O Santo António de Lisboa, também conhecido como Santo António de Pádua, acaba de ganhar uma representação, feita a partir de métodos científicos, que seria o seu mais fidedigno retrato em vida.
A imagem, publicada esta semana na revista científica Digital Applications in Archaeology and Cultural Heritage, foi desenvolvida pelo designer brasileiro Cicero Moraes, em parceria com o arqueólogo italiano Luca Bezzi, do grupo de estudos arqueológicos Arc-Team, e o antropólogo italiano Nicola Carrara, responsável pelo Museu de Antropologia da Universidade de Pádua.
Criada em modelagem tridimensional, a imagem do santo representa como deveriam estar as suas feições no seu último ano de vida, ou seja, a de um homem branco europeu na casa dos 40 anos com um quadro de obesidade provavelmente decorrente de hidropisia, uma acumulação anormal de fluidos nas cavidades naturais do corpo.
Diversas documentações antigas atestam que o Santo António sofreu com esse quadro de saúde no final da vida. Na realidade, a hidropisia era como, em tempos de medicina precária, eram descritas uma série de patologias que causam edemas generalizados.
É citada na Bíblia, no Evangelho de Lucas, e também na obra “A Divina Comédia”, de Dante Alighieri. Provavelmente, o religioso tinha insuficiência cardíaca congestiva, que acarreta sérios problemas circulatórios.
A representação de António também procurou enfatizar um certo aspeto envelhecido, decorrente da sua vida de mortificações de caráter religioso, os intensos jejuns a que se submetia e a alimentação pobre em ferro.
Características físicas do santo
Além de diversas fontes bibliográficas, o designer teve acesso ainda a relatórios médicos obtidos a partir de uma exumação científica realizada, a mando do Vaticano, em 1981 dos restos mortais de António, sepultado na basílica erguida em sua honra em Pádua, no norte de Itália.

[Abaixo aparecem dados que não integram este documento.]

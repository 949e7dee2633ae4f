//! Integration tests for the mesh type and generators.

use meshring_mesh::generators::{lat_long_sphere, quad_grid};
use meshring_mesh::TriangleMesh;
use meshring_types::MeshringError;

// ─── TriangleMesh Tests ───────────────────────────────────────

fn make_single_triangle() -> TriangleMesh {
    TriangleMesh {
        pos_x: vec![0.0, 1.0, 0.0],
        pos_y: vec![0.0, 0.0, 1.0],
        pos_z: vec![0.0, 0.0, 0.0],
        indices: vec![0, 1, 2],
    }
}

#[test]
fn basic_counts() {
    let mesh = make_single_triangle();
    assert_eq!(mesh.vertex_count(), 3);
    assert_eq!(mesh.triangle_count(), 1);
}

#[test]
fn empty_mesh_counts() {
    let mesh = TriangleMesh::default();
    assert_eq!(mesh.vertex_count(), 0);
    assert_eq!(mesh.triangle_count(), 0);
    assert!(mesh.validate().is_ok());
}

#[test]
fn position_access() {
    let mesh = make_single_triangle();
    assert_eq!(mesh.position(1), [1.0, 0.0, 0.0]);
    assert_eq!(mesh.position_vec3(2), glam::Vec3::new(0.0, 1.0, 0.0));
}

#[test]
fn triangle_access() {
    let mesh = make_single_triangle();
    assert_eq!(mesh.triangle(0), [0, 1, 2]);
    assert_eq!(mesh.triangles().collect::<Vec<_>>(), vec![[0, 1, 2]]);
}

#[test]
fn validate_ok() {
    let mesh = make_single_triangle();
    assert!(mesh.validate().is_ok());
}

#[test]
fn validate_catches_inconsistent_lengths() {
    let mut mesh = make_single_triangle();
    mesh.pos_y.push(99.0);
    assert!(matches!(mesh.validate(), Err(MeshringError::InvalidMesh(_))));
}

#[test]
fn validate_catches_partial_triangle() {
    let mut mesh = make_single_triangle();
    mesh.indices.push(0);
    assert!(matches!(mesh.validate(), Err(MeshringError::InvalidMesh(_))));
}

#[test]
fn validate_catches_oob_index() {
    let mut mesh = make_single_triangle();
    mesh.indices[2] = 99;
    match mesh.validate() {
        Err(MeshringError::OutOfRangeVertexId {
            triangle,
            vertex,
            vertex_count,
        }) => {
            assert_eq!(triangle.index(), 0);
            assert_eq!(vertex.index(), 99);
            assert_eq!(vertex_count, 3);
        }
        other => panic!("expected OutOfRangeVertexId, got {other:?}"),
    }
}

#[test]
fn validate_accepts_degenerate() {
    let mut mesh = make_single_triangle();
    mesh.indices = vec![0, 0, 1];
    assert!(mesh.validate().is_ok());
}

#[test]
fn from_interleaved() {
    let positions = vec![0.0, 0.0, 0.0, 1.0, 0.0, 0.0, 0.0, 1.0, 0.0];
    let mesh = TriangleMesh::from_interleaved(&positions, &[0, 1, 2]).unwrap();
    assert_eq!(mesh.vertex_count(), 3);
    assert_eq!(mesh.pos_x, vec![0.0, 1.0, 0.0]);
    assert_eq!(mesh.pos_y, vec![0.0, 0.0, 1.0]);
    assert_eq!(mesh.interleaved_positions(), positions);
}

#[test]
fn from_interleaved_rejects_ragged_positions() {
    let result = TriangleMesh::from_interleaved(&[0.0, 1.0], &[]);
    assert!(matches!(result, Err(MeshringError::InvalidMesh(_))));
}

#[test]
fn from_interleaved_leaves_bounds_to_validate() {
    let positions = vec![0.0; 9];
    let mesh = TriangleMesh::from_interleaved(&positions, &[0, 1, 3]).unwrap();
    assert!(mesh.validate().is_err());
}

#[test]
fn mesh_is_serializable() {
    let mesh = make_single_triangle();
    let json = serde_json::to_string(&mesh).unwrap();
    let recovered: TriangleMesh = serde_json::from_str(&json).unwrap();
    assert_eq!(recovered, mesh);
}

// ─── Generator Tests ──────────────────────────────────────────

#[test]
fn quad_grid_2x2() {
    let mesh = quad_grid(2, 2, 1.0, 1.0);
    assert_eq!(mesh.vertex_count(), 9);
    assert_eq!(mesh.triangle_count(), 8);
    assert!(mesh.validate().is_ok());
}

#[test]
fn quad_grid_20x20() {
    let mesh = quad_grid(20, 20, 2.0, 2.0);
    assert_eq!(mesh.vertex_count(), 441);
    assert_eq!(mesh.triangle_count(), 800);
    assert!(mesh.validate().is_ok());
}

#[test]
fn quad_grid_dimensions() {
    let mesh = quad_grid(4, 4, 2.0, 2.0);
    assert!((mesh.pos_x[0] - (-1.0)).abs() < 1e-6);
    assert!((mesh.pos_y[0] - 1.0).abs() < 1e-6);
    assert!((mesh.pos_x[4] - 1.0).abs() < 1e-6);
}

#[test]
fn sphere_default_resolution_counts() {
    let mesh = lat_long_sphere(5.0, 8, 8);
    assert_eq!(mesh.vertex_count(), 50);
    assert_eq!(mesh.triangle_count(), 96);
    assert!(mesh.validate().is_ok());
}

#[test]
fn sphere_has_no_degenerate_triangles() {
    let mesh = lat_long_sphere(1.0, 12, 9);
    for tri in mesh.triangles() {
        let [a, b, c] = tri;
        assert!(a != b && b != c && a != c, "degenerate triangle {tri:?}");
    }
}

#[test]
fn sphere_radius() {
    let mesh = lat_long_sphere(2.5, 8, 16);
    for i in 0..mesh.vertex_count() {
        let dist = mesh.position_vec3(i).length();
        assert!((dist - 2.5).abs() < 1e-4, "Vertex {} at distance {}", i, dist);
    }
}

#[test]
fn sphere_poles_come_first() {
    let mesh = lat_long_sphere(5.0, 8, 8);
    assert_eq!(mesh.position(0), [0.0, 0.0, 5.0]);
    assert_eq!(mesh.position(1), [0.0, 0.0, -5.0]);
}

#[test]
fn sphere_resolution_is_clamped() {
    let mesh = lat_long_sphere(1.0, 1, 0);
    // 3 × 3 clamps to a triangular bipyramid
    assert_eq!(mesh.vertex_count(), 5);
    assert_eq!(mesh.triangle_count(), 6);
    assert!(mesh.validate().is_ok());
}
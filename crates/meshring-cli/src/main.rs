//! meshring CLI — build vertex adjacency graphs, inspect one-rings,
//! and export wireframes.

use std::path::PathBuf;

use clap::{Parser, Subcommand};
use meshring_types::constants::{
    DEFAULT_HIGHLIGHT_VERTEX, DEFAULT_PHI_RESOLUTION, DEFAULT_SPHERE_RADIUS,
    DEFAULT_THETA_RESOLUTION,
};
use tracing_subscriber::EnvFilter;

mod commands;

#[derive(Parser)]
#[command(name = "meshring")]
#[command(version, about = "meshring — one-ring adjacency graphs for triangle meshes")]
struct Cli {
    /// Log at debug level (overridden by RUST_LOG).
    #[arg(short, long, global = true)]
    verbose: bool,

    /// Adjacency builder config (TOML).
    #[arg(short, long, global = true)]
    config: Option<PathBuf>,

    #[command(subcommand)]
    command: Commands,
}

#[derive(Subcommand)]
enum Commands {
    /// Generate a closed sphere, build its graph and report a one-ring.
    Sphere {
        #[arg(long, default_value_t = DEFAULT_SPHERE_RADIUS)]
        radius: f32,

        /// Longitude divisions.
        #[arg(long, default_value_t = DEFAULT_THETA_RESOLUTION)]
        theta: usize,

        /// Latitude divisions, pole to pole.
        #[arg(long, default_value_t = DEFAULT_PHI_RESOLUTION)]
        phi: usize,

        /// Vertex whose one-ring is reported and exported.
        #[arg(long, default_value_t = DEFAULT_HIGHLIGHT_VERTEX)]
        highlight: u32,

        /// Write the wireframe JSON here.
        #[arg(short, long)]
        output: Option<PathBuf>,
    },

    /// Build the graph of a mesh JSON file.
    Graph {
        /// Path to mesh JSON (`positions` + `triangles`).
        path: PathBuf,

        /// Vertex whose one-ring is reported and exported.
        #[arg(long)]
        highlight: Option<u32>,

        /// Write the wireframe JSON here.
        #[arg(short, long)]
        output: Option<PathBuf>,
    },

    /// Validate a config (.toml) or mesh (.json) file.
    Validate {
        path: PathBuf,
    },
}

fn main() {
    let cli = Cli::parse();
    init_logging(cli.verbose);

    let result = commands::load_config(cli.config.as_deref()).and_then(|config| match cli.command {
        Commands::Sphere {
            radius,
            theta,
            phi,
            highlight,
            output,
        } => commands::sphere(&config, radius, theta, phi, highlight, output.as_deref()),
        Commands::Graph {
            path,
            highlight,
            output,
        } => commands::graph(&config, &path, highlight, output.as_deref()),
        Commands::Validate { path } => commands::validate(&config, &path),
    });

    if let Err(e) = result {
        eprintln!("Error: {e}");
        std::process::exit(1);
    }
}

fn init_logging(verbose: bool) {
    let default_level = if verbose { "debug" } else { "info" };
    let filter = EnvFilter::try_from_default_env().unwrap_or_else(|_| EnvFilter::new(default_level));
    tracing_subscriber::fmt()
        .with_env_filter(filter)
        .with_writer(std::io::stderr)
        .init();
}
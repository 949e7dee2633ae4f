//! One-ring neighborhood queries.
//!
//! Lookups only: the neighbor sets are computed by the builder, these
//! functions index into them and report out-of-range ids as errors.

use meshring_types::{MeshringError, MeshringResult, VertexId};
use serde::Serialize;

use crate::adjacency::AdjacencyGraph;

/// Returns the sorted neighbor set of `id`.
///
/// Fails with [`MeshringError::OutOfRangeQuery`] if `id` is not a vertex of
/// the graph.
pub fn neighbors_of(graph: &AdjacencyGraph, id: u32) -> MeshringResult<&[u32]> {
    graph
        .as_lists()
        .get(id as usize)
        .map(Vec::as_slice)
        .ok_or(MeshringError::OutOfRangeQuery {
            vertex: VertexId(id),
            vertex_count: graph.vertex_count(),
        })
}

/// A vertex and its immediate neighbors, e.g. for highlighting.
#[derive(Debug, Clone, PartialEq, Eq, Serialize)]
pub struct OneRing {
    /// The queried vertex.
    pub center: u32,
    /// Its neighbors, ascending.
    pub neighbors: Vec<u32>,
}

impl OneRing {
    /// Number of neighbors (the center is not counted).
    pub fn len(&self) -> usize {
        self.neighbors.len()
    }

    pub fn is_empty(&self) -> bool {
        self.neighbors.is_empty()
    }

    /// Whether `v` is the center or one of its neighbors.
    pub fn contains(&self, v: u32) -> bool {
        v == self.center || self.neighbors.binary_search(&v).is_ok()
    }
}

/// Returns `id` together with its neighbor set.
pub fn one_ring(graph: &AdjacencyGraph, id: u32) -> MeshringResult<OneRing> {
    let neighbors = neighbors_of(graph, id)?.to_vec();
    Ok(OneRing {
        center: id,
        neighbors,
    })
}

No artigo publicado esta semana, citam-se alguns dados curiosos desses relatórios, como o facto de que “o santo tinha um volume cerebral bem acima da média atual” e também de que “a sua altura andava em torno de 1,70 m”.

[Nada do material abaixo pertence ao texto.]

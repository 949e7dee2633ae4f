//! Wireframe exporter — writes the edge list and a highlighted one-ring
//! for visual inspection.
//!
//! The output carries geometry and topology only: point positions, line
//! indices, and which vertices form the highlighted neighborhood. Colors,
//! point sizes and every other styling decision belong to the viewer.

use std::path::Path;

use meshring_mesh::{AdjacencyGraph, TriangleMesh};
use meshring_types::{MeshringError, MeshringResult};
use serde::Serialize;

/// Complete wireframe data for JSON export.
#[derive(Debug, Clone, PartialEq, Serialize)]
pub struct WireframeExport {
    pub vertex_count: usize,
    pub edge_count: usize,
    /// Interleaved `[x0, y0, z0, x1, y1, z1, ...]`.
    pub positions: Vec<f32>,
    /// Line-list indices `[i0, j0, i1, j1, ...]`, each edge once with `i < j`.
    pub lines: Vec<u32>,
    #[serde(skip_serializing_if = "Option::is_none")]
    pub highlight: Option<HighlightExport>,
}

/// A vertex and its one-ring, with resolved positions.
#[derive(Debug, Clone, PartialEq, Serialize)]
pub struct HighlightExport {
    pub center: u32,
    pub center_position: [f32; 3],
    pub neighbors: Vec<u32>,
    pub neighbor_positions: Vec<[f32; 3]>,
}

impl WireframeExport {
    /// Assembles export data from a mesh and the graph built from it.
    ///
    /// Fails with [`MeshringError::OutOfRangeQuery`] if `highlight` is not a
    /// vertex of the graph, and with [`MeshringError::InvalidMesh`] if the
    /// position arrays disagree in length or with the graph.
    pub fn build(
        mesh: &TriangleMesh,
        graph: &AdjacencyGraph,
        highlight: Option<u32>,
    ) -> MeshringResult<Self> {
        mesh.check_shape()?;
        if mesh.vertex_count() != graph.vertex_count() {
            return Err(MeshringError::InvalidMesh(format!(
                "Mesh has {} vertices but the graph has {}",
                mesh.vertex_count(),
                graph.vertex_count()
            )));
        }

        let edges = graph.edges();
        let highlight = highlight
            .map(|v| {
                let ring = graph.one_ring(v)?;
                Ok::<_, MeshringError>(HighlightExport {
                    center: ring.center,
                    center_position: mesh.position(ring.center as usize),
                    neighbor_positions: ring
                        .neighbors
                        .iter()
                        .map(|&n| mesh.position(n as usize))
                        .collect(),
                    neighbors: ring.neighbors,
                })
            })
            .transpose()?;

        Ok(Self {
            vertex_count: graph.vertex_count(),
            edge_count: edges.len(),
            positions: mesh.interleaved_positions(),
            lines: edges.line_indices(),
            highlight,
        })
    }

    /// Serializes to compact JSON.
    pub fn to_json(&self) -> MeshringResult<String> {
        serde_json::to_string(self)
            .map_err(|e| MeshringError::Serialization(format!("JSON serialization failed: {e}")))
    }

    /// Writes the JSON document to `path`.
    pub fn write_json(&self, path: impl AsRef<Path>) -> MeshringResult<()> {
        let path = path.as_ref();
        std::fs::write(path, self.to_json()?)?;
        tracing::info!(
            path = %path.display(),
            edges = self.edge_count,
            "wireframe exported"
        );
        Ok(())
    }
}
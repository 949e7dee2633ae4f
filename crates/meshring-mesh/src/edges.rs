//! Canonical undirected edge list.
//!
//! Every edge `{i, j}` of the adjacency graph appears exactly once as
//! `[i, j]` with `i < j`, ordered by `i` then `j`. This is the primitive a
//! line-segment (wireframe) renderer consumes.

use serde::Serialize;

use crate::adjacency::AdjacencyGraph;

/// Deduplicated undirected edges, ascending by first then second vertex.
#[derive(Debug, Clone, Default, PartialEq, Eq, Serialize)]
#[serde(transparent)]
pub struct EdgeList(Vec<[u32; 2]>);

impl EdgeList {
    /// Returns the number of edges.
    #[inline]
    pub fn len(&self) -> usize {
        self.0.len()
    }

    #[inline]
    pub fn is_empty(&self) -> bool {
        self.0.is_empty()
    }

    pub fn iter(&self) -> impl Iterator<Item = &[u32; 2]> + '_ {
        self.0.iter()
    }

    #[inline]
    pub fn as_slice(&self) -> &[[u32; 2]] {
        &self.0
    }

    /// Flattens to `[i0, j0, i1, j1, ...]`, the index layout of a line list.
    pub fn line_indices(&self) -> Vec<u32> {
        self.0.iter().flatten().copied().collect()
    }

    pub fn into_inner(self) -> Vec<[u32; 2]> {
        self.0
    }
}

impl<'a> IntoIterator for &'a EdgeList {
    type Item = &'a [u32; 2];
    type IntoIter = std::slice::Iter<'a, [u32; 2]>;

    fn into_iter(self) -> Self::IntoIter {
        self.0.iter()
    }
}

/// Extracts each undirected edge once from the graph.
///
/// A pair is emitted only from its lower endpoint. Neighbor lists are sorted,
/// so the upper neighbors of `v` are a suffix of its list.
pub fn extract_edges(graph: &AdjacencyGraph) -> EdgeList {
    let mut edges = Vec::with_capacity(graph.edge_count());
    for (v, neighbors) in graph.iter() {
        let start = neighbors.partition_point(|&n| n <= v);
        edges.extend(neighbors[start..].iter().map(|&n| [v, n]));
    }
    EdgeList(edges)
}
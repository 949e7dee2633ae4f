//! Defaults shared by the generators, builder configuration and CLI.

/// Default sphere radius for the demo pipeline.
pub const DEFAULT_SPHERE_RADIUS: f32 = 5.0;

/// Default number of longitude divisions of the demo sphere.
pub const DEFAULT_THETA_RESOLUTION: usize = 8;

/// Default number of latitude divisions (pole to pole) of the demo sphere.
pub const DEFAULT_PHI_RESOLUTION: usize = 8;

/// Minimum theta/phi resolution that still produces a closed surface.
pub const MIN_SPHERE_RESOLUTION: usize = 3;

/// Vertex whose one-ring is highlighted when none is requested.
pub const DEFAULT_HIGHLIGHT_VERTEX: u32 = 0;

/// Triangle count at which the builder switches to the parallel path.
pub const DEFAULT_PARALLEL_THRESHOLD: usize = 1 << 16;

“Nenhum sinal visível de cárie foi encontrado nos dentes, que estavam em boas condições, contendo apenas uma periodontite nos incisivos”, diz o texto.

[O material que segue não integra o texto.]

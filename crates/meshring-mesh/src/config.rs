//! Adjacency builder configuration.
//!
//! Controls how degenerate triangles are treated and when the
//! builder switches to the parallel construction path.

use std::path::Path;

use meshring_types::constants::DEFAULT_PARALLEL_THRESHOLD;
use meshring_types::{MeshringError, MeshringResult};
use serde::{Deserialize, Serialize};

/// What the builder does with a triangle that repeats a vertex id.
#[derive(Debug, Clone, Copy, Default, PartialEq, Eq, Serialize, Deserialize)]
#[serde(rename_all = "snake_case")]
pub enum DegeneratePolicy {
    /// Keep the triangle's distinct pairs and drop the self pair.
    #[default]
    Lenient,
    /// Fail the whole build on the first degenerate triangle.
    Strict,
}

/// Configuration for [`AdjacencyBuilder`](crate::AdjacencyBuilder).
#[derive(Debug, Clone, PartialEq, Serialize, Deserialize)]
#[serde(default)]
pub struct AdjacencyConfig {
    /// Policy for triangles with a repeated vertex id.
    pub degenerate_policy: DegeneratePolicy,

    /// Triangle count at which `build` uses the rayon path.
    /// Zero disables the parallel path entirely.
    pub parallel_threshold: usize,
}

impl Default for AdjacencyConfig {
    fn default() -> Self {
        Self {
            degenerate_policy: DegeneratePolicy::Lenient,
            parallel_threshold: DEFAULT_PARALLEL_THRESHOLD,
        }
    }
}

impl AdjacencyConfig {
    /// Rejects degenerate triangles instead of tolerating them.
    pub fn strict() -> Self {
        Self {
            degenerate_policy: DegeneratePolicy::Strict,
            ..Default::default()
        }
    }

    /// Never takes the parallel path, whatever the mesh size.
    pub fn serial() -> Self {
        Self {
            parallel_threshold: 0,
            ..Default::default()
        }
    }

    /// Whether a mesh with `triangle_count` triangles should be built in parallel.
    pub fn use_parallel(&self, triangle_count: usize) -> bool {
        self.parallel_threshold != 0 && triangle_count >= self.parallel_threshold
    }

    /// Parses a TOML document. Missing keys fall back to defaults.
    pub fn from_toml_str(content: &str) -> MeshringResult<Self> {
        let config: Self = toml::from_str(content)
            .map_err(|e| MeshringError::InvalidConfig(format!("TOML parse failed: {e}")))?;
        config.validate()?;
        Ok(config)
    }

    /// Loads and validates a TOML config file.
    pub fn load(path: impl AsRef<Path>) -> MeshringResult<Self> {
        let content = std::fs::read_to_string(path)?;
        Self::from_toml_str(&content)
    }

    /// Serializes the config to TOML.
    pub fn to_toml_string(&self) -> MeshringResult<String> {
        toml::to_string(self)
            .map_err(|e| MeshringError::Serialization(format!("TOML serialization failed: {e}")))
    }

    /// Checks that the values are usable.
    pub fn validate(&self) -> MeshringResult<()> {
        if self.parallel_threshold > u32::MAX as usize {
            return Err(MeshringError::InvalidConfig(format!(
                "parallel_threshold {} exceeds the addressable triangle count",
                self.parallel_threshold
            )));
        }
        Ok(())
    }
}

“A análise das coroas dentárias e atrofias das bordas alveolares indicaram uma idade de 35 a 40 anos, com idade à morte medida em 40 anos e dois meses“, prossegue o artigo.
A exumação realizada há 40 anos também revelou “a presença de cribra orbitalia”, uma lesão óssea que “poderia indicar deficiência de ferro na dieta”.
“O santo também tinha um quadro de osteoartrite no quadril, que não evoluiu a ponto de lhe causar grandes problemas”, aponta ainda o documento recém-publicado.
A idade da morte
Conforme enfatiza o artigo recém-publicado, a partir dos relatórios da equipa médica que realizou a exumação em 1981, tudo indica que Santo António morreu aos 40 anos.
Esta informação é muito importante quando se pretende traçar, com correção, uma biografia precisa acerca da figura religiosa.
Isto porque, oficialmente, o santo — cujo nome de batismo era Fernando, tendo assumido a identidade de António apenas depois de abraçar a vida religiosa — nasceu em Lisboa, em agosto de 1195.
Contudo, num tempo de parcos registos, não há documento conhecido que ateste a sua data de nascimento. Foi uma informação que chegou até aos dias atuais por tradição religiosa, e não por lastro documental.
Entretanto, como alguns investigadores da vida do santo já apontavam, considerar o seu nascimento em 1195 causa algumas estranhezas em datas, estas sim documentadas, da sua vida adulta.
“Como a data da morte é extensamente registada e comprovada [13 de junho de 1231], a hipótese mais aceite é de que tenha nascido alguns anos antes, muito provavelmente no fim dos anos 1180″, lê-se num livro do jornalista Edison Veiga, sobre Santo António.
“Esse retrocesso cronológico torna muito mais verossímeis as outras passagens consideradas corretas da sua biografia — como a idade com que entrou na vida religiosa, quando tentou pregar em Marrocos, quando chegou a Itália e quando viveu em França”, conclui o trecho do livro.
Esta não é a primeira vez que Cicero Moraes reconstrói o rosto de antigas personalidades históricas.
Alguns exemplos recentes do seu trabalho são a cara do primeiro imperador do Brasil, D. Pedro I, e da mulher mais antiga das Américas, Eva de Naharon.